27 L’objectif pour lequel le système de la comptabilité B a été introduit et qui consisterait à permettre à la Commission de mieux suivre l’action des États membres en matière de recouvrement des ressources propres ne serait pas non plus atteint si chaque État membre était libre de déterminer selon son droit interne le moment auquel un montant serait à considérer comme «recouvré» au sens dudit règlement.
28 Selon la Commission, la distinction en droit belge entre les notions de «consignation» et de «recouvrement» n’a aucune influence sur les obligations en matière de versement des ressources propres en application du droit communautaire. L’objet même d’une transaction serait d’éviter un litige ou d’y mettre fin de manière définitive. Lorsque le redevable verse les montants dus, il le fait sans condition et précisément parce qu’il ne conteste pas la dette douanière. Ces droits devraient donc être
considérés comme étant recouvrés au sens de l’article 10 du règlement n° 1150/2000, même si par la suite la transaction n’est pas intégralement exécutée et que l’action publique est relancée selon le droit belge. Le droit communautaire devrait être appliqué de manière effective et uniforme dans l’intérêt d’une mise à disposition rapide des ressources propres des Communautés.
29 Le Royaume de Belgique relève que la comptabilité B a été instaurée afin de permettre aux États membres de différer la mise à disposition des droits constatés jusqu’à leur recouvrement effectif. Les droits à l’importation litigieux auraient été repris dans la comptabilité B, étant donné qu’aucune garantie n’était fournie et que les droits de douane n’ont pas été perçus. Le gouvernement belge observe que cette prise en compte initiale des montants en question dans la comptabilité B n’a pas été
contestée par la Commission, et il fait valoir que celle-ci considère à tort que, par la suite, l’État belge aurait dû transférer à la comptabilité A les acomptes versés sous forme de mensualités et consignés auprès des autorités nationales et aurait dû les mettre à la disposition de la Commission.

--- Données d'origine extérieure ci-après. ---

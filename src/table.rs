//! In-memory typed tables.
//!
//! A [`Table`] owns a [`Schema`] and rows positionally aligned with it. Every
//! write goes through the column's field type, so a stored cell is always
//! `None` or the canonical [`Value`] of its column. A rejected row leaves the
//! table untouched.

use std::{collections::BTreeMap, fmt, ops::Add, ops::Index, path::Path};

use crate::{
    error::{Error, Result},
    fields::{FieldOptions, FieldType},
    schema::Schema,
    value::{ComparableValue, IntoCell, Value},
};

/// Opaque provenance attached by whoever built the table.
pub type Meta = BTreeMap<String, serde_json::Value>;

pub type Row = Vec<Option<Value>>;

#[derive(Debug, Clone, Default, PartialEq)]
pub struct Table {
    fields: Schema,
    rows: Vec<Row>,
    meta: Meta,
}

/// A borrowed row together with the schema it belongs to.
#[derive(Debug, Clone, Copy)]
pub struct Record<'a> {
    fields: &'a Schema,
    values: &'a [Option<Value>],
}

impl<'a> Record<'a> {
    pub fn get(&self, name: &str) -> Option<&'a Value> {
        let idx = self.fields.position(name)?;
        self.values.get(idx)?.as_ref()
    }

    pub fn values(&self) -> &'a [Option<Value>] {
        self.values
    }

    pub fn len(&self) -> usize {
        self.values.len()
    }

    pub fn is_empty(&self) -> bool {
        self.values.is_empty()
    }

    pub fn iter(&self) -> impl Iterator<Item = (&'a str, Option<&'a Value>)> + use<'a> {
        self.fields
            .iter()
            .zip(self.values.iter())
            .map(|((name, _), value)| (name, value.as_ref()))
    }

    pub fn to_owned_row(&self) -> Row {
        self.values.to_vec()
    }
}

impl Index<&str> for Record<'_> {
    type Output = Option<Value>;

    fn index(&self, name: &str) -> &Self::Output {
        match self.fields.position(name) {
            Some(idx) => &self.values[idx],
            None => panic!("no field named '{name}'"),
        }
    }
}

pub struct Records<'a> {
    fields: &'a Schema,
    rows: std::slice::Iter<'a, Row>,
}

impl<'a> Iterator for Records<'a> {
    type Item = Record<'a>;

    fn next(&mut self) -> Option<Self::Item> {
        self.rows.next().map(|row| Record {
            fields: self.fields,
            values: row,
        })
    }

    fn size_hint(&self) -> (usize, Option<usize>) {
        self.rows.size_hint()
    }
}

impl ExactSizeIterator for Records<'_> {}

impl Table {
    pub fn new(fields: Schema) -> Self {
        Self::with_meta(fields, Meta::new())
    }

    pub fn with_meta(fields: Schema, meta: Meta) -> Self {
        Self {
            fields,
            rows: Vec::new(),
            meta,
        }
    }

    pub fn fields(&self) -> &Schema {
        &self.fields
    }

    pub fn field_names(&self) -> Vec<String> {
        self.fields.field_names()
    }

    pub fn field_types(&self) -> Vec<FieldType> {
        self.fields.field_types()
    }

    /// The field-name row written ahead of [`Table::serialize_rows`] output.
    pub fn header(&self) -> Vec<String> {
        self.field_names()
    }

    pub fn meta(&self) -> &Meta {
        &self.meta
    }

    pub fn meta_mut(&mut self) -> &mut Meta {
        &mut self.meta
    }

    /// `meta["name"]` when set, otherwise the stem of `meta["filename"]`.
    pub fn name(&self) -> Option<String> {
        if let Some(name) = self.meta.get("name").and_then(serde_json::Value::as_str) {
            return Some(name.to_string());
        }
        let filename = self.meta.get("filename")?.as_str()?;
        Path::new(filename)
            .file_stem()
            .map(|stem| stem.to_string_lossy().into_owned())
    }

    pub fn len(&self) -> usize {
        self.rows.len()
    }

    pub fn is_empty(&self) -> bool {
        self.rows.is_empty()
    }

    fn is_neutral(&self) -> bool {
        self.fields.is_empty() && self.rows.is_empty()
    }

    pub fn rows(&self) -> &[Row] {
        &self.rows
    }

    pub fn into_rows(self) -> Vec<Row> {
        self.rows
    }

    /// Coerces a raw row through the schema. Short rows are padded with
    /// `None`; long rows are rejected.
    fn typed_row<R, V>(&self, row: R, row_number: usize, options: &FieldOptions) -> Result<Row>
    where
        R: IntoIterator<Item = V>,
        V: IntoCell,
    {
        let raw: Vec<Option<Value>> = row.into_iter().map(IntoCell::into_cell).collect();
        let expected = self.fields.len();
        if raw.len() > expected {
            return Err(Error::RowLength {
                row: row_number,
                expected,
                found: raw.len(),
            });
        }
        let mut typed = Vec::with_capacity(expected);
        let mut raw = raw.into_iter();
        for column in self.fields.columns() {
            let cell = match raw.next().flatten() {
                None => None,
                Some(value) => column.field_type.coerce(value, options).map_err(|mismatch| {
                    mismatch.in_field(column.name.clone()).at_row(row_number)
                })?,
            };
            typed.push(cell);
        }
        Ok(typed)
    }

    pub fn append<R, V>(&mut self, row: R) -> Result<()>
    where
        R: IntoIterator<Item = V>,
        V: IntoCell,
    {
        self.append_with(row, &FieldOptions::default())
    }

    pub fn append_with<R, V>(&mut self, row: R, options: &FieldOptions) -> Result<()>
    where
        R: IntoIterator<Item = V>,
        V: IntoCell,
    {
        let typed = self.typed_row(row, self.rows.len(), options)?;
        self.rows.push(typed);
        Ok(())
    }

    /// Appends a row given as `(field name, value)` pairs. Fields left out
    /// are `None`; names outside the schema are rejected.
    pub fn append_record<I, K, V>(&mut self, record: I) -> Result<()>
    where
        I: IntoIterator<Item = (K, V)>,
        K: AsRef<str>,
        V: IntoCell,
    {
        let mut row: Row = vec![None; self.fields.len()];
        let mut unknown = Vec::new();
        for (name, value) in record {
            let name = name.as_ref();
            match self.fields.position(name) {
                Some(idx) => row[idx] = value.into_cell(),
                None => unknown.push(name.to_string()),
            }
        }
        if !unknown.is_empty() {
            return Err(Error::schema_mismatch("Unknown field names", unknown));
        }
        self.append(row)
    }

    pub fn insert<R, V>(&mut self, index: usize, row: R) -> Result<()>
    where
        R: IntoIterator<Item = V>,
        V: IntoCell,
    {
        if index > self.rows.len() {
            return Err(Error::RowIndex {
                index,
                len: self.rows.len(),
            });
        }
        let typed = self.typed_row(row, index, &FieldOptions::default())?;
        self.rows.insert(index, typed);
        Ok(())
    }

    pub fn set<R, V>(&mut self, index: usize, row: R) -> Result<()>
    where
        R: IntoIterator<Item = V>,
        V: IntoCell,
    {
        if index >= self.rows.len() {
            return Err(Error::RowIndex {
                index,
                len: self.rows.len(),
            });
        }
        self.rows[index] = self.typed_row(row, index, &FieldOptions::default())?;
        Ok(())
    }

    pub fn remove(&mut self, index: usize) -> Result<Row> {
        if index >= self.rows.len() {
            return Err(Error::RowIndex {
                index,
                len: self.rows.len(),
            });
        }
        Ok(self.rows.remove(index))
    }

    /// Appends every row or none of them.
    pub fn extend<I, R, V>(&mut self, rows: I) -> Result<()>
    where
        I: IntoIterator<Item = R>,
        R: IntoIterator<Item = V>,
        V: IntoCell,
    {
        let options = FieldOptions::default();
        let start = self.rows.len();
        let typed = rows
            .into_iter()
            .enumerate()
            .map(|(offset, row)| self.typed_row(row, start + offset, &options))
            .collect::<Result<Vec<_>>>()?;
        self.rows.extend(typed);
        Ok(())
    }

    pub fn get(&self, index: usize) -> Option<Record<'_>> {
        self.rows.get(index).map(|row| Record {
            fields: &self.fields,
            values: row,
        })
    }

    pub fn iter(&self) -> Records<'_> {
        Records {
            fields: &self.fields,
            rows: self.rows.iter(),
        }
    }

    pub fn column(&self, name: &str) -> Result<Vec<Option<&Value>>> {
        let idx = self
            .fields
            .position(name)
            .ok_or_else(|| Error::schema_mismatch("Unknown field names", [name]))?;
        Ok(self.rows.iter().map(|row| row[idx].as_ref()).collect())
    }

    /// Sorts rows by one field, `"-name"` for descending. Missing values sort
    /// first when ascending; ties keep their order.
    pub fn order_by(&mut self, key: &str) -> Result<()> {
        let (name, descending) = match key.strip_prefix('-') {
            Some(name) => (name, true),
            None => (key, false),
        };
        let idx = self
            .fields
            .position(name)
            .ok_or_else(|| Error::schema_mismatch("Unknown field names", [name]))?;
        self.rows.sort_by(|left, right| {
            let ordering = ComparableValue(left[idx].as_ref()).cmp(&ComparableValue(right[idx].as_ref()));
            if descending { ordering.reverse() } else { ordering }
        });
        Ok(())
    }

    /// Concatenates two tables with identical schemas. The empty default table
    /// is neutral on either side.
    pub fn concat(&self, other: &Table) -> Result<Table> {
        if other.is_neutral() {
            return Ok(self.clone());
        }
        if self.is_neutral() {
            return Ok(other.clone());
        }
        self.fields.ensure_same(&other.fields)?;
        let mut combined = self.clone();
        combined.rows.extend(other.rows.iter().cloned());
        Ok(combined)
    }

    pub fn sum<I>(tables: I) -> Result<Table>
    where
        I: IntoIterator<Item = Table>,
    {
        tables
            .into_iter()
            .try_fold(Table::default(), |total, table| total + table)
    }

    /// Renders every row to strings through the column field types.
    pub fn serialize_rows(&self, options: &FieldOptions) -> Result<Vec<Vec<String>>> {
        self.rows
            .iter()
            .enumerate()
            .map(|(row_number, row)| {
                self.fields
                    .columns()
                    .iter()
                    .zip(row)
                    .map(|(column, value)| {
                        column
                            .field_type
                            .serialize(value.as_ref(), options)
                            .map_err(|mismatch| {
                                Error::from(mismatch.in_field(column.name.clone()).at_row(row_number))
                            })
                    })
                    .collect::<Result<Vec<String>>>()
            })
            .collect()
    }
}

impl Add for Table {
    type Output = Result<Table>;

    fn add(mut self, other: Table) -> Self::Output {
        if other.is_neutral() {
            return Ok(self);
        }
        if self.is_neutral() {
            return Ok(other);
        }
        self.fields.ensure_same(&other.fields)?;
        self.rows.extend(other.rows);
        Ok(self)
    }
}

impl Index<usize> for Table {
    type Output = [Option<Value>];

    fn index(&self, index: usize) -> &Self::Output {
        &self.rows[index]
    }
}

impl<'a> IntoIterator for &'a Table {
    type Item = Record<'a>;
    type IntoIter = Records<'a>;

    fn into_iter(self) -> Self::IntoIter {
        self.iter()
    }
}

impl fmt::Display for Table {
    fn fmt(&self, f: &mut fmt::Formatter<'_>) -> fmt::Result {
        write!(f, "<Table {} fields, {} rows>", self.fields.len(), self.rows.len())
    }
}
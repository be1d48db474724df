mod common;

use std::cell::Cell;

use rowkit::{
    Error, FieldOptions, FieldType, Meta, Schema, TableOptions, Value, create_table, locale_scope,
};
use rust_decimal::Decimal;

use common::{rows, table_from};

#[test]
fn infers_schema_from_header_and_rows() {
    let table = table_from(&[
        &["Name", "Age", "Score", "Joined", "Active", "Share"],
        &["alice", "30", "9.5", "2020-01-01", "yes", "10%"],
        &["bob", "-", "7", "2021-06-15", "no", "12.5%"],
    ]);
    assert_eq!(
        table.field_names(),
        vec!["name", "age", "score", "joined", "active", "share"]
    );
    assert_eq!(
        table.field_types(),
        vec![
            FieldType::Text,
            FieldType::Integer,
            FieldType::Float,
            FieldType::Date,
            FieldType::Boolean,
            FieldType::Percentage,
        ]
    );
    assert_eq!(table.len(), 2);
    let bob = table.get(1).unwrap();
    assert_eq!(bob.get("age"), None);
    assert_eq!(bob.get("score"), Some(&Value::Float(7.0)));
    assert_eq!(bob.get("share"), Some(&Value::Decimal(Decimal::new(125, 3))));
}

#[test]
fn empty_source_gives_empty_table() {
    let table = create_table(Vec::<Vec<&str>>::new(), &TableOptions::new()).unwrap();
    assert!(table.fields().is_empty());
    assert!(table.is_empty());

    let header_only = table_from(&[&["a", "b"]]);
    assert_eq!(header_only.field_types(), vec![FieldType::Text, FieldType::Text]);
}

#[test]
fn all_null_columns_become_binary() {
    let table = table_from(&[&["id", "notes"], &["1", ""], &["2", "null"]]);
    assert_eq!(table.fields().get("notes"), Some(FieldType::Binary));
    assert_eq!(table[0][1], None);
}

#[test]
fn explicit_schema_skips_or_keeps_first_row() {
    let schema = Schema::from_pairs([("N", FieldType::Integer)]).unwrap();
    let data = rows(&[&["1"], &["2"]]);

    let skipped = create_table(data.clone(), &TableOptions::new().fields(schema.clone())).unwrap();
    assert_eq!(skipped.field_names(), vec!["n"]);
    assert_eq!(skipped.len(), 1);

    let kept = create_table(
        data,
        &TableOptions::new().fields(schema).skip_header(false),
    )
    .unwrap();
    assert_eq!(kept.len(), 2);
    assert_eq!(kept[0][0], Some(Value::Integer(1)));
}

#[test]
fn appending_a_bad_value_fails_and_keeps_length() {
    let schema = Schema::from_pairs([("n", FieldType::Integer)]).unwrap();
    let mut table = create_table(
        rows(&[&["n"], &["1"]]),
        &TableOptions::new().fields(schema),
    )
    .unwrap();
    let err = table.append_record([("n", "not-a-number")]).unwrap_err();
    assert!(err.as_type_mismatch().is_some());
    assert_eq!(table.len(), 1);
}

#[test]
fn values_beyond_the_sample_fail_loudly() {
    let err = create_table(
        rows(&[&["n"], &["1"], &["2"], &["three"]]),
        &TableOptions::new().samples(2),
    )
    .unwrap_err();
    let mismatch = err.as_type_mismatch().expect("type mismatch");
    assert_eq!(mismatch.field_type, FieldType::Integer);
    assert_eq!(mismatch.field.as_deref(), Some("n"));
    assert_eq!(mismatch.row, Some(2));
    assert_eq!(mismatch.value, "three");
}

#[test]
fn force_types_win_and_are_checked_lazily() {
    let table = create_table(
        rows(&[&["Zip Code", "n"], &["01234", "1"], &["98765", "2"]]),
        &TableOptions::new().force_type("Zip Code", FieldType::Text),
    )
    .unwrap();
    assert_eq!(table.fields().get("zip_code"), Some(FieldType::Text));
    assert_eq!(table[0][0], Some(Value::from("01234")));

    let err = create_table(
        rows(&[&["n"], &["x"]]),
        &TableOptions::new().force_type("n", FieldType::Integer),
    )
    .unwrap_err();
    assert!(err.as_type_mismatch().is_some());

    let err = create_table(
        rows(&[&["n"], &["1"]]),
        &TableOptions::new().force_type("missing", FieldType::Integer),
    )
    .unwrap_err();
    assert!(matches!(&err, Error::SchemaMismatch { names, .. } if names == &["missing"]));
}

#[test]
fn force_types_override_explicit_fields() {
    let schema = Schema::from_pairs([("code", FieldType::Integer)]).unwrap();
    let table = create_table(
        rows(&[&["code"], &["007"]]),
        &TableOptions::new()
            .fields(schema)
            .force_type("Code", FieldType::Text),
    )
    .unwrap();
    assert_eq!(table.field_types(), vec![FieldType::Text]);
    assert_eq!(table[0][0], Some(Value::from("007")));
}

#[test]
fn import_fields_restrict_and_reorder() {
    let data = rows(&[&["a", "b", "c"], &["1", "x", "2020-01-01"], &["2", "y", "2020-01-02"]]);
    let table = create_table(data.clone(), &TableOptions::new().import_fields(["c", "a"])).unwrap();
    assert_eq!(table.field_names(), vec!["c", "a"]);
    assert_eq!(table.field_types(), vec![FieldType::Date, FieldType::Integer]);
    assert_eq!(table[1][1], Some(Value::Integer(2)));

    let err = create_table(data, &TableOptions::new().import_fields(["c", "nope"])).unwrap_err();
    assert!(err.is_schema_mismatch());
    assert!(err.to_string().contains("\"nope\""));
}

#[test]
fn import_fields_skip_detection_of_dropped_columns() {
    let table = create_table(
        rows(&[&["a", "b"], &["1", "x"]]),
        &TableOptions::new().import_fields(["a"]),
    )
    .unwrap();
    assert_eq!(table.field_names(), vec!["a"]);
    assert_eq!(table.len(), 1);
}

#[test]
fn ragged_rows_pad_or_fail() {
    let table = table_from(&[&["a", "b"], &["10", "20"], &["30"]]);
    assert_eq!(table[1][0], Some(Value::Integer(30)));
    assert_eq!(table[1][1], None);

    let err = create_table(
        rows(&[&["a", "b"], &["1", "2"], &["3", "4", "5"]]),
        &TableOptions::new(),
    )
    .unwrap_err();
    assert!(matches!(
        err,
        Error::RowLength {
            row: 1,
            expected: 2,
            found: 3
        }
    ));
}

#[test]
fn max_rows_limits_import() {
    let data = rows(&[&["n"], &["1"], &["2"], &["x"]]);
    let table = create_table(data, &TableOptions::new().max_rows(2)).unwrap();
    assert_eq!(table.len(), 2);
    assert_eq!(table.field_types(), vec![FieldType::Integer]);
}

#[test]
fn sampling_pulls_each_source_row_once() {
    let pulled = Cell::new(0usize);
    let source = (0..100).map(|idx| {
        pulled.set(pulled.get() + 1);
        if idx == 0 {
            vec!["n".to_string()]
        } else {
            vec![idx.to_string()]
        }
    });
    let table = create_table(source, &TableOptions::new().samples(5)).unwrap();
    assert_eq!(table.len(), 99);
    assert_eq!(table[0][0], Some(Value::Integer(1)));
    assert_eq!(table[98][0], Some(Value::Integer(99)));
    assert_eq!(pulled.get(), 100);
}

#[test]
fn meta_is_carried_through() {
    let mut meta = Meta::new();
    meta.insert("filename".into(), serde_json::json!("exports/people.csv"));
    let table = create_table(rows(&[&["a"], &["1"]]), &TableOptions::new().meta(meta)).unwrap();
    assert_eq!(table.name().as_deref(), Some("people"));
}

#[test]
fn locale_scope_applies_to_import() {
    let data = rows(&[&["amount"], &["1.234,50"], &["99,90"]]);
    let table = {
        let _guard = locale_scope("pt_BR.UTF-8").unwrap();
        create_table(data.clone(), &TableOptions::new()).unwrap()
    };
    assert_eq!(table.field_types(), vec![FieldType::Float]);
    assert_eq!(table[0][0], Some(Value::Float(1234.5)));

    let naive = create_table(
        data,
        &TableOptions::new().field_options(FieldOptions::new().naive()),
    )
    .unwrap();
    assert_eq!(naive.field_types(), vec![FieldType::Text]);
}

#[test]
fn native_cells_are_accepted() {
    let data = vec![
        vec![Some(Value::from("when")), Some(Value::from("count"))],
        vec![Some(Value::from("2024-01-01")), Some(Value::Integer(3))],
        vec![None, Some(Value::Integer(4))],
    ];
    let table = create_table(data, &TableOptions::new()).unwrap();
    assert_eq!(table.field_types(), vec![FieldType::Date, FieldType::Integer]);
    assert_eq!(table[1][0], None);
}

30 Selon le gouvernement belge, la législation communautaire ne contient aucune disposition relative au transfert entre les comptabilités B et A, en sorte que les paiements échelonnés ne peuvent être pris en compte que suite à l’exécution totale de la transaction ou à la suite d’une exécution forcée.
31 La notion de «recouvrement» au sens de la réglementation communautaire devrait, dans le cadre d’une transaction, viser un paiement qui emporte effectivement un transfert de propriété inconditionnel, ce qui s’expliquerait par le fait que les montants versés en tant que ressources propres constituent une partie disponible du budget des Communautés. Par conséquent, les paiements «consignés» auprès de l’administration des douanes pour le compte du redevable devraient être repris dans la
comptabilité B.
32 En effet, dans le cadre de transactions comportant un délai de paiement, comme en l’occurrence, le transfert de propriété aurait lieu soit au moment du paiement intégral de la dette douanière et de l’extinction de l’action pénale, soit lors de la constatation de la dette douanière et de l’octroi des montants en consignation à l’État belge par un tribunal, saisi à la suite de la cessation de paiements. Ce serait dans ce seul cas qu’interviendrait le transfert de propriété à l’État belge et par
conséquent un recouvrement effectif au sens de l’article 6 du règlement n° 1552/89.
33 La thèse selon laquelle des paiements mis en consignation constituent des paiements définitifs et non provisoires serait inconciliable avec le contenu de l’accord intervenu entre l’État belge et le redevable et elle impliquerait l’extinction partielle de l’action publique, ce qui serait inconcevable du point de vue du droit pénal belge, puisque l’action publique ne peut s’éteindre qu’en cas de paiement intégral du montant dû.
34 L’insertion d’une condition résolutoire de la transaction serait nécessaire parce qu’elle permettrait que les autorités soient déliées de leur engagement de renoncer à l’introduction de l’action publique. Le jugement du tribunal saisi à la suite de la cessation de paiement constituerait le seul titre exécutoire valable pour les droits et amendes à payer. Si la condition résolutoire devait être considérée comme inexistante sur la base de la primauté du droit communautaire, toute transaction
deviendrait en fin de compte impossible.
35 Le gouvernement belge ajoute que, si, contrairement à son opinion et à celle de la Commission, le paiement échelonné devait être considéré comme étant une garantie au sens de l’article 6, paragraphe 2, sous b), du règlement n° 1552/89 et non pas seulement une exécution provisoire et partielle des engagements pris dans le cadre de la transaction, en sorte qu’une inscription dans la comptabilité B ne serait pas justifiée au titre de ladite disposition, en tout état de cause, la cessation du
versement des paiements échelonnés, qui entraîne la résolution de la transaction, constituerait une situation équivalente à une contestation de la dette au sens de cette même disposition et justifierait donc une inscription dans la comptabilité B, puisqu’elle contraint l’État belge à intenter une action judiciaire afin d’obtenir un titre exécutoire sur l’intégralité du montant dû.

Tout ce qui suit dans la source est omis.